How much money do you need to start day trading?

Zero, to practice: moomoo’s simulator doesn’t even require an account, and Webull’s paper trading is free with a no-minimum account. For live trading, $2,000 is the FINRA minimum equity to trade with leverage in a margin account. Below that, you trade with the cash you have, which for a first year is the better idea anyway.

Is the $25,000 pattern day trader rule still in effect?

No. FINRA eliminated the PDT designation and the $25,000 minimum effective June 4, 2026, replacing them with intraday margin requirements based on your real-time account equity. Brokers have a transition window through October 2027 to implement the change, so confirm your specific broker has switched; Schwab moved on June 8, 2026 and E*TRADE on June 9, 2026.

What is the best free day trading app?

moomoo, for practice: full paper trading with $1 million in virtual funds and no brokerage account required. For free live trading with no deposit minimum, Webull is the strongest pick, and TradingView’s Basic plan is the best free charting tool to pair with either.

Should a beginner open a cash account or a margin account?

Cash, or a margin account used unleveraged. A cash account caps your loss at what you deposit and removes margin deficits from the equation entirely. The trade-off is settlement: US stock sale proceeds are available the next business day, so very active trading on a small cash balance means waiting on funds. Add leverage only after your results in cash justify it.

Can you day trade entirely from your phone?

Mechanically, yes: all five picks run full-featured mobile apps, and Webull, moomoo, and thinkorswim support paper trading on mobile. Practically, most active traders end up on a desktop for charting screen space. Start on the phone, but expect to want a bigger screen within months.

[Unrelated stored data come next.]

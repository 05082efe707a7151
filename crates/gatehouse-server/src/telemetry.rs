//! Structured logging setup
//!
//! `RUST_LOG` wins over the configured level. `JSON_LOGS=true` switches to
//! JSON output for log shippers.

use anyhow::Result;
use gatehouse_common::config::env_parse_or_default;
use tracing_subscriber::{layer::SubscriberExt, util::SubscriberInitExt, EnvFilter};

/// Initialize tracing
pub fn init(log_level: &str, json_logs: bool) -> Result<()> {
    let filter = EnvFilter::try_from_default_env().unwrap_or_else(|_| EnvFilter::new(log_level));
    let json_logs = json_logs || env_parse_or_default("JSON_LOGS", false);

    let subscriber = tracing_subscriber::registry().with(filter);

    if json_logs {
        subscriber
            .with(tracing_subscriber::fmt::layer().json())
            .try_init()?;
    } else {
        subscriber.with(tracing_subscriber::fmt::layer()).try_init()?;
    }

    Ok(())
}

How long should you paper trade before going live?

Until your simulated results are consistent over at least a few weeks of varied market conditions, not just one good streak. The simulator’s job is to make your process boring and repeatable. When a green week feels routine instead of lucky, size into a small live account and expect your results to dip; real money changes behavior in ways virtual dollars can’t.